::: Dataset extract
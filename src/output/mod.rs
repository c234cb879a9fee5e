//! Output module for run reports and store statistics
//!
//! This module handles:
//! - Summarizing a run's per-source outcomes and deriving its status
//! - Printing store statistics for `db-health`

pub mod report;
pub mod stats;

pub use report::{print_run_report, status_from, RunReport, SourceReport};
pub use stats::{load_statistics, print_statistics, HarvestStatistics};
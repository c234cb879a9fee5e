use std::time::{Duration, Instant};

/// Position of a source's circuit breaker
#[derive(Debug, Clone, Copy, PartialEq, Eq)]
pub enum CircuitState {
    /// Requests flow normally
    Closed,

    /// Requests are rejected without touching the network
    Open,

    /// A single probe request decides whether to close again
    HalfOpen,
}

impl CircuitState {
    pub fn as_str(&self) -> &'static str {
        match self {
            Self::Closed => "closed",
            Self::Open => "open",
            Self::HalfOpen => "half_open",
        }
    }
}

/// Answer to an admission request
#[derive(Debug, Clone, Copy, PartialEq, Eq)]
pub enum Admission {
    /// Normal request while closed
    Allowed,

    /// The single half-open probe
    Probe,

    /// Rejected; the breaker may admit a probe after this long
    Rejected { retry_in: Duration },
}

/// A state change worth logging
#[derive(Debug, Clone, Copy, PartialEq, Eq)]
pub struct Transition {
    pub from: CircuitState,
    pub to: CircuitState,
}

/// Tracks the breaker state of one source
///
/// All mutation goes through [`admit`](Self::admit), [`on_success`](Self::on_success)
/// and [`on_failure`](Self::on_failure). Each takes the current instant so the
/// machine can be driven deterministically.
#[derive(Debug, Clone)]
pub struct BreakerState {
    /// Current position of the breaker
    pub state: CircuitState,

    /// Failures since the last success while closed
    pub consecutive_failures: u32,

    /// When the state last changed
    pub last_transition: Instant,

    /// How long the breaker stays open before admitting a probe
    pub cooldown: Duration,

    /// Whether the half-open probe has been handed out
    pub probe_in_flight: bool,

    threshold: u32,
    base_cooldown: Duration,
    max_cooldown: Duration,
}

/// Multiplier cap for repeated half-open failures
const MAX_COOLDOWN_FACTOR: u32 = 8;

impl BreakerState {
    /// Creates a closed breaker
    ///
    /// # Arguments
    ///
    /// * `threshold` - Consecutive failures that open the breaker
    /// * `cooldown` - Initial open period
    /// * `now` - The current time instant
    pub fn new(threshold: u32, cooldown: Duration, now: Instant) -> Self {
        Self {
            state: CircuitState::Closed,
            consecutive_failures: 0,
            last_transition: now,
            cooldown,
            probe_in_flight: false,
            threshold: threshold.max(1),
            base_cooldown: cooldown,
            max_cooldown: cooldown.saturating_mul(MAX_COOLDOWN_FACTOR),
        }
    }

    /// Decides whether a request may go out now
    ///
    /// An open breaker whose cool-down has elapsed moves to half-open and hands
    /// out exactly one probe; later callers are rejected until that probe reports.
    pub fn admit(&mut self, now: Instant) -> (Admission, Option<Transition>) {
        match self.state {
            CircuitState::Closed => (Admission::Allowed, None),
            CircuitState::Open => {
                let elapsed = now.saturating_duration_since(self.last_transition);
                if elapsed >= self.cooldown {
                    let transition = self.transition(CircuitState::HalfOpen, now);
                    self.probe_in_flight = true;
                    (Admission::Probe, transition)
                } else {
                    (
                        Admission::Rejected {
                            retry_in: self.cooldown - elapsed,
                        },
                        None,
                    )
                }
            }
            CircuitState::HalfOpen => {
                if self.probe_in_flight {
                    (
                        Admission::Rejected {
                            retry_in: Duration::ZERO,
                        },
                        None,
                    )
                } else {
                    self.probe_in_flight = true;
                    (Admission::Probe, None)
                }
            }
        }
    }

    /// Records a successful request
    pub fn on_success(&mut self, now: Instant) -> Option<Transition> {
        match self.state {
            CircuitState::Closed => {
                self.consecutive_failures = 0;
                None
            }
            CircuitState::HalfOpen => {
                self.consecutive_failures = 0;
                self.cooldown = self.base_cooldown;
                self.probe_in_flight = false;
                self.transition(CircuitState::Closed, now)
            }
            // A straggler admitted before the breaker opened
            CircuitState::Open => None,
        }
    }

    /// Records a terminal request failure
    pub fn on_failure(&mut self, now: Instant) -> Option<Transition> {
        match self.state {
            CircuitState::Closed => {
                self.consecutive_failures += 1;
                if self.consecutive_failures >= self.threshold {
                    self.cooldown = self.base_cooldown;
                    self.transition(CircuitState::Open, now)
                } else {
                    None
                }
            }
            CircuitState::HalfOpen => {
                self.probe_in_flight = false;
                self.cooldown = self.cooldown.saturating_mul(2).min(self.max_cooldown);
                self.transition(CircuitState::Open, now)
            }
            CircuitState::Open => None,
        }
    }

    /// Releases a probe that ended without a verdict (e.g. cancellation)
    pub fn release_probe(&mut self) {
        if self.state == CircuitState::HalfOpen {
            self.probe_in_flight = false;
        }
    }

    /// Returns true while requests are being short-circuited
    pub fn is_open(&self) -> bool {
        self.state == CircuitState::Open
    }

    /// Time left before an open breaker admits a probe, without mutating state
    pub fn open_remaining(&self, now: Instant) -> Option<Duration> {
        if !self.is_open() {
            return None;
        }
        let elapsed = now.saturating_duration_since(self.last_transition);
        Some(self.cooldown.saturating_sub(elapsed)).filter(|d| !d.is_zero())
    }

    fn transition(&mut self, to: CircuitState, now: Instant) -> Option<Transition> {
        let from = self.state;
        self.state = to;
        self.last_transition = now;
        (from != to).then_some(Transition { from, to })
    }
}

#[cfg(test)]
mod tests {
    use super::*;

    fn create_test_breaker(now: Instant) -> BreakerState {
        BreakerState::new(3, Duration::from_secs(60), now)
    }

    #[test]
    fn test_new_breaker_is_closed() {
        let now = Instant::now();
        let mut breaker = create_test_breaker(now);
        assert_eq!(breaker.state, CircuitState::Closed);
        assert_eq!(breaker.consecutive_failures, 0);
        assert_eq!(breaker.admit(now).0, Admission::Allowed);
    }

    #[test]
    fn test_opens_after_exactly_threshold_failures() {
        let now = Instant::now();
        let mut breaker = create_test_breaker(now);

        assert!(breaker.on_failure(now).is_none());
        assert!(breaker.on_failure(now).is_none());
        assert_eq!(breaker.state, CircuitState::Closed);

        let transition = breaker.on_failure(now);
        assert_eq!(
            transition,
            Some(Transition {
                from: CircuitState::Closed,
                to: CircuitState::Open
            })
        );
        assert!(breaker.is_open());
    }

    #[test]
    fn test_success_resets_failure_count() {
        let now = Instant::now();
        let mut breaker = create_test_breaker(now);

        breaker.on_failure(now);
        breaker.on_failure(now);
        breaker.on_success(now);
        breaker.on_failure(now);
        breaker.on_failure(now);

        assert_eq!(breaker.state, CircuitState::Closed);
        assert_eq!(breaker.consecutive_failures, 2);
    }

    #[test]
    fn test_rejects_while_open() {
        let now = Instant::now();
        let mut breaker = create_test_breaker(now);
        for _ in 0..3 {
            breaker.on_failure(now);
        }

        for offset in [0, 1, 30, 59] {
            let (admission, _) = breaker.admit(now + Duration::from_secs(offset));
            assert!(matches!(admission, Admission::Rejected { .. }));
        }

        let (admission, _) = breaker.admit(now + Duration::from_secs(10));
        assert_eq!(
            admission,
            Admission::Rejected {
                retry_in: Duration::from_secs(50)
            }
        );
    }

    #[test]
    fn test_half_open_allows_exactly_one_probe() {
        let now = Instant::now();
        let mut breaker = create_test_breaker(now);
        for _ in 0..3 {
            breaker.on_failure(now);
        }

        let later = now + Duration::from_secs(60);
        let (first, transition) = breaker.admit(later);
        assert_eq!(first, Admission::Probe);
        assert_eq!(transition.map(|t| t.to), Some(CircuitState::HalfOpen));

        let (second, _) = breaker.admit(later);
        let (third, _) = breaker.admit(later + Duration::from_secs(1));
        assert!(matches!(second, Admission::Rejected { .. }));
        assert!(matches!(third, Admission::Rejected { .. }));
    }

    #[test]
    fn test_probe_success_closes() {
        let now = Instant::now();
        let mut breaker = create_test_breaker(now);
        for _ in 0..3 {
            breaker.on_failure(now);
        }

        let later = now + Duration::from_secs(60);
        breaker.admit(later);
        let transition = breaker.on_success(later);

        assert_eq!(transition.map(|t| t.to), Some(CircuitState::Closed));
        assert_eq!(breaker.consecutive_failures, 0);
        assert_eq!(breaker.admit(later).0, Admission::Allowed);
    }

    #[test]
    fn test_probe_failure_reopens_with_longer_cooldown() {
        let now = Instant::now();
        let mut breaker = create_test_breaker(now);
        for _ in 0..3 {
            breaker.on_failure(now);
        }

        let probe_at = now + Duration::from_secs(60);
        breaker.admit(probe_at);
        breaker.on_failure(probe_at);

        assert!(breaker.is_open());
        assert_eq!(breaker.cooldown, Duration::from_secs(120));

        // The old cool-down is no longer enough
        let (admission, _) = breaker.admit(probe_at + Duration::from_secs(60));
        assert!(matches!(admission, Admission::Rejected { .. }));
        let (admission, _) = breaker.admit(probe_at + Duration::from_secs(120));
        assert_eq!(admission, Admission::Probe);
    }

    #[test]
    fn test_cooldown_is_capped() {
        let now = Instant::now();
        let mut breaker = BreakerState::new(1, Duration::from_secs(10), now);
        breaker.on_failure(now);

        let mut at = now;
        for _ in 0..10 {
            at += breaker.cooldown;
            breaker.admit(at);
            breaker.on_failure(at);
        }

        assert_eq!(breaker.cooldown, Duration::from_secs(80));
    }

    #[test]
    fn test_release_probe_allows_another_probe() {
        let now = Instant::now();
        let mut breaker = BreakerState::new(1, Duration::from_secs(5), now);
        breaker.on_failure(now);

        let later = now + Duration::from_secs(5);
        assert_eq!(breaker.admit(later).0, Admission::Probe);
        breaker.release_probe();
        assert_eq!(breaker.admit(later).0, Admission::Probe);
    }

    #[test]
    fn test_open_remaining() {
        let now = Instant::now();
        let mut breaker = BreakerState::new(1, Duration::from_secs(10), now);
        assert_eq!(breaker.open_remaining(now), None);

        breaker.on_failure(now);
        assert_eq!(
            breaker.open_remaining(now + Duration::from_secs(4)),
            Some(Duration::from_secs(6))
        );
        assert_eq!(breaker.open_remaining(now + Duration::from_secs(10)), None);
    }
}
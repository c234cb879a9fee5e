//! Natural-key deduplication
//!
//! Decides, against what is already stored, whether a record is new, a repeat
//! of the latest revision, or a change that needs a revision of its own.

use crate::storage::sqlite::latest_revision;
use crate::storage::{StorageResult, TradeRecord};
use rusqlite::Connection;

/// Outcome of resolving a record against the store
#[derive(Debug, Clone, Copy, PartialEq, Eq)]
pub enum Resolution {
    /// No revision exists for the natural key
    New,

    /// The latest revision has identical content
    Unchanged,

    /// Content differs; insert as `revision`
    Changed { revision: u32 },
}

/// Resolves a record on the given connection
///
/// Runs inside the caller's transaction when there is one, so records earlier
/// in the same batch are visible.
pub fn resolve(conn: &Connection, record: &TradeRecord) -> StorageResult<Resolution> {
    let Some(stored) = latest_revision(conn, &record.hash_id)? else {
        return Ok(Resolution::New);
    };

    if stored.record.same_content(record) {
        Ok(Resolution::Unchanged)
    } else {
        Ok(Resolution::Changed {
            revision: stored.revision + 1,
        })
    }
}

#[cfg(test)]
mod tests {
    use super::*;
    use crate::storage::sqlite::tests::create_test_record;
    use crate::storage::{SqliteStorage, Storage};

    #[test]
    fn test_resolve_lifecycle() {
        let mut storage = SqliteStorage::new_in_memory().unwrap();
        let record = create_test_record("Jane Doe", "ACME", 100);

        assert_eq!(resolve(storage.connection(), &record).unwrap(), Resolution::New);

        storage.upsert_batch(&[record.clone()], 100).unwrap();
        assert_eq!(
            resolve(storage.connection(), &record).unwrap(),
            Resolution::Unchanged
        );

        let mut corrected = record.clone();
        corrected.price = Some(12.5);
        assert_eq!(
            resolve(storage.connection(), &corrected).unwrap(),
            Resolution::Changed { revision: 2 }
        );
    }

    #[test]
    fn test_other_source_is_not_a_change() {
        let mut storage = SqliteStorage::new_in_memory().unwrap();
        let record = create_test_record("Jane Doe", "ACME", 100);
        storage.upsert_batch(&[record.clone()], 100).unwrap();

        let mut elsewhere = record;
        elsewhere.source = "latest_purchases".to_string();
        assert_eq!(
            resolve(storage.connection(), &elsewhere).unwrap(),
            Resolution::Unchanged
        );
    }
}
::::::
* Your goal *
Find the line with "let transition = breaker.on_success(later);" in the entries above. Retype it and each line after it, exactly, through the line with "breaker.admit(probe_at);", and stop there.

* Task answer *
        let transition = breaker.on_success(later);

        assert_eq!(transition.map(|t| t.to), Some(CircuitState::Closed));
        assert_eq!(breaker.consecutive_failures, 0);
        assert_eq!(breaker.admit(later).0, Admission::Allowed);
    }

    #[test]
    fn test_probe_failure_reopens_with_longer_cooldown() {
        let now = Instant::now();
        let mut breaker = create_test_breaker(now);
        for _ in 0..3 {
            breaker.on_failure(now);
        }

        let probe_at = now + Duration::from_secs(60);
        breaker.admit(probe_at);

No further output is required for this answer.